§ What the task asks
Would you please restate every record exactly as written?

::: The data :::

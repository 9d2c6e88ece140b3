//! Single-file entry points

use std::time::Instant;

use tracing::{debug, info, warn};

use super::metadata::{resolve_metadata, FileMetadata};
use super::result::HashResult;
use super::strategy::select_and_compute;
use crate::error::HashError;
use crate::options::HashOptions;
use crate::platform::FilePlatform;
use crate::reference::FileReference;
use crate::validate::validate_hash;

/// Compute the SHA-256 of one referenced file
///
/// Never fails: every error ends up in [`HashResult::error`] with an empty
/// hash.
pub async fn compute_hash<P>(
    platform: &P,
    reference: &FileReference,
    options: &HashOptions,
) -> HashResult
where
    P: FilePlatform + ?Sized,
{
    let started = Instant::now();
    if options.emit_logs {
        info!(
            "Hashing {} ({})",
            reference.display_name(),
            reference.kind()
        );
    }

    let metadata = match resolve_metadata(platform, reference).await {
        Ok(metadata) => metadata,
        Err(err) => {
            if options.emit_logs {
                warn!("{}", err);
            }
            return HashResult::failure(
                err,
                FileMetadata::from_reference(reference),
                started.elapsed(),
                None,
            );
        }
    };
    debug!(
        "Resolved metadata for {}: size={:?}, mime={:?}",
        metadata.name, metadata.size, metadata.mime_type
    );

    let outcome = select_and_compute(platform, &metadata, options).await;
    let validated = outcome
        .result
        .and_then(|(hash, method)| validate_hash(&hash).map(|hash| (hash, method)));
    let result = match validated {
        Ok((hash, method)) => HashResult::success(hash, metadata, started.elapsed(), method),
        Err(err) => HashResult::failure(err, metadata, started.elapsed(), outcome.attempted),
    };

    if options.emit_logs {
        match &result.error {
            None => info!(
                "Hashed {} via {} in {:?}",
                result.metadata.name,
                result
                    .method
                    .map_or_else(|| "unknown".to_string(), |m| m.to_string()),
                result.duration
            ),
            Some(err) => warn!("{}", err),
        }
    }

    result
}

/// Compute a hash and return it, or the error the computation hit
///
/// # Errors
/// Returns the `HashError` stored on the result when hashing failed.
pub async fn get_hash_or_fail<P>(
    platform: &P,
    reference: &FileReference,
    log_enabled: bool,
) -> Result<String, HashError>
where
    P: FilePlatform + ?Sized,
{
    let options = HashOptions::default().with_logs(log_enabled);
    compute_hash(platform, reference, &options).await.into_hash()
}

:::

§ Reply
repository 9d2c6e88ece140b3
//! Single-file entry points

use std::time::Instant;

use tracing::{debug, info, warn};

use super::metadata::{resolve_metadata, FileMetadata};
use super::result::HashResult;
use super::strategy::select_and_compute;
use crate::error::HashError;
use crate::options::HashOptions;
use crate::platform::FilePlatform;
use crate::reference::FileReference;
use crate::validate::validate_hash;

/// Compute the SHA-256 of one referenced file
///
/// Never fails: every error ends up in [`HashResult::error`] with an empty
/// hash.
pub async fn compute_hash<P>(
    platform: &P,
    reference: &FileReference,
    options: &HashOptions,
) -> HashResult
where
    P: FilePlatform + ?Sized,
{
    let started = Instant::now();
    if options.emit_logs {
        info!(
            "Hashing {} ({})",
            reference.display_name(),
            reference.kind()
        );
    }

    let metadata = match resolve_metadata(platform, reference).await {
        Ok(metadata) => metadata,
        Err(err) => {
            if options.emit_logs {
                warn!("{}", err);
            }
            return HashResult::failure(
                err,
                FileMetadata::from_reference(reference),
                started.elapsed(),
                None,
            );
        }
    };
    debug!(
        "Resolved metadata for {}: size={:?}, mime={:?}",
        metadata.name, metadata.size, metadata.mime_type
    );

    let outcome = select_and_compute(platform, &metadata, options).await;
    let validated = outcome
        .result
        .and_then(|(hash, method)| validate_hash(&hash).map(|hash| (hash, method)));
    let result = match validated {
        Ok((hash, method)) => HashResult::success(hash, metadata, started.elapsed(), method),
        Err(err) => HashResult::failure(err, metadata, started.elapsed(), outcome.attempted),
    };

    if options.emit_logs {
        match &result.error {
            None => info!(
                "Hashed {} via {} in {:?}",
                result.metadata.name,
                result
                    .method
                    .map_or_else(|| "unknown".to_string(), |m| m.to_string()),
                result.duration
            ),
            Some(err) => warn!("{}", err),
        }
    }

    result
}

/// Compute a hash and return it, or the error the computation hit
///
/// # Errors
/// Returns the `HashError` stored on the result when hashing failed.
pub async fn get_hash_or_fail<P>(
    platform: &P,
    reference: &FileReference,
    log_enabled: bool,
) -> Result<String, HashError>
where
    P: FilePlatform + ?Sized,
{
    let options = HashOptions::default().with_logs(log_enabled);
    compute_hash(platform, reference, &options).await.into_hash()
}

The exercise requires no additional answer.